Könnte Ihr mir sagen, ob hier jemand meinen vServer misbraucht (woran kann man Anzeichen dafür erkennen?)?

Wenn das der Fall sein sollte: Wie finde ich die Lücke und wie stopfe ich Sie? Kann mit jemand helfen. Tutorials? Tools? Danke im Voraus.

Gruß

Julian


----------



## Big-Tux (19. Juli 2007)

Hast du die Mails direkt bekommen oder haben dir Leute geschrieben sie hätten ne Spammail von deinem Server bekommen?


----------



## Navy (19. Juli 2007)

Welches OS? Welche Dienste/Deamons laufen auf dem Server?
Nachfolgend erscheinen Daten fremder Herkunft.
// tests/auth_flow_tests.rs

mod common;

use std::sync::Arc;

use base64::Engine;
use base64::engine::general_purpose::URL_SAFE_NO_PAD;
use sha2::{Digest, Sha256};

use common::{ScriptedTransport, response};
use promobot_common::models::PlatformConfig;
use promobot_common::traits::RefreshTokenStore;
use promobot_common::{Error, Secret};
use promobot_core::auth::{FileRefreshTokenStore, OAuthSessionStore};
use promobot_core::http::HttpTransport;
use promobot_core::platforms::SocialPlatform;
use promobot_core::platforms::reddit::{RedditAuthFlow, RedditPlatform};
use promobot_core::platforms::twitter::TwitterAuthFlow;

fn twitter_config(with_secret: bool) -> PlatformConfig {
    let mut cfg = PlatformConfig::new("twitter");
    cfg.client_id = Some("client-123".to_string());
    if with_secret {
        cfg.client_secret = Some(Secret::new("sekrit"));
    }
    cfg.webhook_url = Some("https://app.example.com/auth/twitter/callback".to_string());
    cfg
}

fn reddit_config() -> PlatformConfig {
    let mut cfg = PlatformConfig::new("reddit");
    cfg.client_id = Some("reddit-client".to_string());
    cfg.client_secret = Some(Secret::new("reddit-secret"));
    cfg.extra.insert(
        "redirect_uri".to_string(),
        "https://app.example.com/auth/reddit/callback".to_string(),
    );
    cfg
}

fn query_param(url: &str, name: &str) -> Option<String> {
    let query = url.split_once('?')?.1;
    for pair in query.split('&') {
        let (k, v) = pair.split_once('=')?;
        if k == name {
            return Some(urlencoding::decode(v).unwrap().into_owned());
        }
    }
    None
}

const TOKEN_JSON: &str =
    r#"{"access_token":"new-access","refresh_token":"new-refresh","expires_in":7200}"#;

#[tokio::test]
async fn authorization_url_challenge_matches_stored_verifier() {
    let transport = Arc::new(ScriptedTransport::new(vec![]));
    let flow = TwitterAuthFlow::new(transport);
    let sessions = OAuthSessionStore::new();

    let (url, state) = flow
        .build_authorization_url(&twitter_config(false), &sessions, None, None)
        .unwrap();

    assert_eq!(query_param(&url, "response_type").as_deref(), Some("code"));
    assert_eq!(query_param(&url, "code_challenge_method").as_deref(), Some("S256"));
    assert_eq!(query_param(&url, "state").as_deref(), Some(state.as_str()));
    assert_eq!(
        query_param(&url, "scope").as_deref(),
        Some("tweet.read tweet.write users.read offline.access")
    );

    let challenge = query_param(&url, "code_challenge").unwrap();
    let session = sessions.take(&state).expect("session stored under state");
    let expected = URL_SAFE_NO_PAD.encode(Sha256::digest(session.code_verifier.as_bytes()));
    assert_eq!(challenge, expected);
}

#[tokio::test]
async fn state_cannot_be_consumed_twice() {
    let transport = Arc::new(ScriptedTransport::new(vec![]));
    let flow = TwitterAuthFlow::new(transport);
    let sessions = OAuthSessionStore::new();

    let (_, state) = flow
        .build_authorization_url(&twitter_config(false), &sessions, None, None)
        .unwrap();

    assert!(sessions.take(&state).is_some());
    // A second callback with the same state must fail validation.
    assert!(sessions.take(&state).is_none());
}

#[tokio::test]
async fn confidential_exchange_uses_basic_auth_and_omits_client_id() {
    let transport = Arc::new(ScriptedTransport::new(vec![response(200, TOKEN_JSON)]));
    let flow = TwitterAuthFlow::new(Arc::clone(&transport) as Arc<dyn HttpTransport>);

    let tokens = flow
        .exchange_code(&twitter_config(true), "the-code", "the-verifier", None)
        .await
        .unwrap();

    assert_eq!(tokens.access_token.expose(), "new-access");
    assert_eq!(tokens.refresh_token.unwrap().expose(), "new-refresh");
    assert!(tokens.expires_at.is_some());

    let sent = transport.request(0);
    assert_eq!(
        sent.basic,
        Some(("client-123".to_string(), "sekrit".to_string()))
    );
    let form = sent.form.unwrap();
    assert!(form.iter().any(|(k, v)| k == "grant_type" && v == "authorization_code"));
    assert!(form.iter().any(|(k, v)| k == "code_verifier" && v == "the-verifier"));
    assert!(!form.iter().any(|(k, _)| k == "client_id"));
}

#[tokio::test]
async fn public_exchange_carries_client_id_in_body() {
    let transport = Arc::new(ScriptedTransport::new(vec![response(200, TOKEN_JSON)]));
    let flow = TwitterAuthFlow::new(Arc::clone(&transport) as Arc<dyn HttpTransport>);

    flow.exchange_code(&twitter_config(false), "the-code", "the-verifier", None)
        .await
        .unwrap();

    let sent = transport.request(0);
    assert_eq!(sent.basic, None);
    let form = sent.form.unwrap();
    assert!(form.iter().any(|(k, v)| k == "client_id" && v == "client-123"));
}

#[tokio::test]
async fn refresh_without_refresh_token_is_an_authentication_error() {
    let transport = Arc::new(ScriptedTransport::new(vec![]));
    let flow = TwitterAuthFlow::new(transport);

    let err = flow.refresh(&twitter_config(true)).await.unwrap_err();
    assert!(matches!(err, Error::Auth(_)), "got {err:?}");
}

#[tokio::test]
async fn refresh_uses_stored_refresh_token() {
    let transport = Arc::new(ScriptedTransport::new(vec![response(200, TOKEN_JSON)]));
    let flow = TwitterAuthFlow::new(Arc::clone(&transport) as Arc<dyn HttpTransport>);

    let mut cfg = twitter_config(true);
    cfg.refresh_token = Some(Secret::new("old-refresh"));
    let tokens = flow.refresh(&cfg).await.unwrap();
    assert_eq!(tokens.access_token.expose(), "new-access");

    let form = transport.request(0).form.unwrap();
    assert!(form.iter().any(|(k, v)| k == "grant_type" && v == "refresh_token"));
    assert!(form.iter().any(|(k, v)| k == "refresh_token" && v == "old-refresh"));
}

#[tokio::test]
async fn reddit_authorization_url_requests_permanent_grant() {
    let transport = Arc::new(ScriptedTransport::new(vec![]));
    let flow = RedditAuthFlow::new(transport);

    let (url, state) = flow
        .build_authorization_url(&reddit_config(), None, None)
        .unwrap();

    assert!(url.starts_with("https://www.reddit.com/api/v1/authorize?"));
    assert_eq!(query_param(&url, "duration").as_deref(), Some("permanent"));
    assert_eq!(query_param(&url, "scope").as_deref(), Some("identity read submit"));
    assert_eq!(query_param(&url, "state").as_deref(), Some(state.as_str()));
}

#[tokio::test]
async fn reddit_code_exchange_persists_refresh_token_to_durable_slot() {
    let dir = tempfile::tempdir().unwrap();
    let store: Arc<dyn RefreshTokenStore> =
        Arc::new(FileRefreshTokenStore::new(dir.path().join("tokens.json")));

    let transport = Arc::new(ScriptedTransport::new(vec![response(200, TOKEN_JSON)]));
    let mut platform = RedditPlatform::new(
        reddit_config(),
        Arc::clone(&transport) as Arc<dyn HttpTransport>,
        Some(Arc::clone(&store)),
    );

    platform.complete_authorization("auth-code").await.unwrap();
    assert_eq!(
        store.load("default").await.unwrap(),
        Some("new-refresh".to_string())
    );

    let sent = transport.request(0);
    assert_eq!(
        sent.basic,
        Some(("reddit-client".to_string(), "reddit-secret".to_string()))
    );
}

#[tokio::test]
async fn reddit_authenticate_loads_refresh_token_from_slot() {
    let dir = tempfile::tempdir().unwrap();
    let store: Arc<dyn RefreshTokenStore> =
        Arc::new(FileRefreshTokenStore::new(dir.path().join("tokens.json")));
    store.save("default", "stored-refresh").await.unwrap();

    // Token exchange, then the identity probe.
    let transport = Arc::new(ScriptedTransport::new(vec![
        response(200, TOKEN_JSON),
        response(200, r#"{"name":"promobot"}"#),
    ]));
    let mut platform = RedditPlatform::new(
        reddit_config(),
        Arc::clone(&transport) as Arc<dyn HttpTransport>,
        Some(store),
    );

    let tokens = platform.authenticate().await.unwrap().unwrap();
    assert_eq!(tokens.access_token.expose(), "new-access");

    let exchange_form = transport.request(0).form.unwrap();
    assert!(
        exchange_form
            .iter()
            .any(|(k, v)| k == "refresh_token" && v == "stored-refresh")
    );
}

#[tokio::test]
async fn reddit_authenticate_without_any_token_is_an_authentication_error() {
    let transport = Arc::new(ScriptedTransport::new(vec![]));
    let mut platform = RedditPlatform::new(reddit_config(), transport, None);

    let err = platform.authenticate().await.unwrap_err();
    assert!(matches!(err, Error::Auth(_)), "got {err:?}");
}

#[tokio::test]
async fn reddit_probe_permission_failure_is_an_authorization_error() {
    let transport = Arc::new(ScriptedTransport::new(vec![
        response(200, TOKEN_JSON),
        response(403, "forbidden"),
    ]));
    let mut cfg = reddit_config();
    cfg.refresh_token = Some(Secret::new("stored-refresh"));
    let mut platform = RedditPlatform::new(cfg, transport, None);

    let err = platform.authenticate().await.unwrap_err();
    assert!(matches!(err, Error::Authorization(_)), "got {err:?}");
}

#[tokio::test]
async fn reddit_probe_auth_failure_is_an_authentication_error() {
    let transport = Arc::new(ScriptedTransport::new(vec![
        response(200, TOKEN_JSON),
        response(401, "bad token"),
    ]));
    let mut cfg = reddit_config();
    cfg.refresh_token = Some(Secret::new("stored-refresh"));
    let mut platform = RedditPlatform::new(cfg, transport, None);

    let err = platform.authenticate().await.unwrap_err();
    assert!(matches!(err, Error::Auth(_)), "got {err:?}");
}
Hast Du einen Mailserver eingerichtet? Besitzt dieser einen MX-Record?

Solltest Du einen Mailserver haben, schau Dir die Logfiles dessen an. Es ist ziemlich einfach einen solchen falsch zu konfigurieren, so daß man einen openremailer aufgesetzt hat. In diesem Fall gibt es einige Probleme für Dich...


----------



## Dr Dau (19. Juli 2007)

Hallo!





Navy hat gesagt.:


> .....openremailer.....


Openrelay, Open-Relay, Open Relay. (damit die Suchfunktion, hier im Forum oder z.b. bei Google, auch einen Sinn ergibt  )

Gruss Dr Dau


----------



## Navy (19. Juli 2007)

Ähhh... ja. Damn. Da war die Hand wieder schneller als Brain1.0.

Blöder Vanilla-kernel.


----------



## modr (19. Juli 2007)

Navy hat gesagt.:


> Welches OS? Welche Dienste/Deamons laufen auf dem Server? Hast Du einen Mailserver eingerichtet? Besitzt dieser einen MX-Record?
> 
> Solltest Du einen Mailserver haben, schau Dir die Logfiles dessen an.



Ups ja, sorry für die mangelhaften Informationen:

OS: SuSE9.3
ich benutze den nen Apachen 2.0.x (nicht ganz sicher muss ich mal nachsehen). Es ist kein aufgesetzer mailserver, also relaying sollte nicht das Problem sein. Die mails werden (mein Annahme nach) wenn überhaupt via sendmail versand. Ich gehe mal von einem Mail-abuse via HTTP aus, wenn es denn so ist. 

Wenn es eines meiner Scripten sein sollte, die auf meinem Server liegen (sind alle in PHP geshrieben), gibt es da ggf. eine Möglichkeit zu checken, ob da irgenwo eine Lücke ist? Ich glaube es nicht, aber man kann ja immer mal einen Fehler gemacht haben.

Kann man aus dem Email-Header noch was holen, was bestätigt ob, oder ob nicht?

Danke im Voraus


----------



## modr (19. Juli 2007)

Big-Tux hat gesagt.:


> Hast du die Mails direkt bekommen oder haben dir Leute geschrieben sie hätten ne Spammail von deinem Server bekommen?



Vorerst nur direkt, aber es sind relativ viele (ca. 20/Woche mit ähnlichem Header).


----------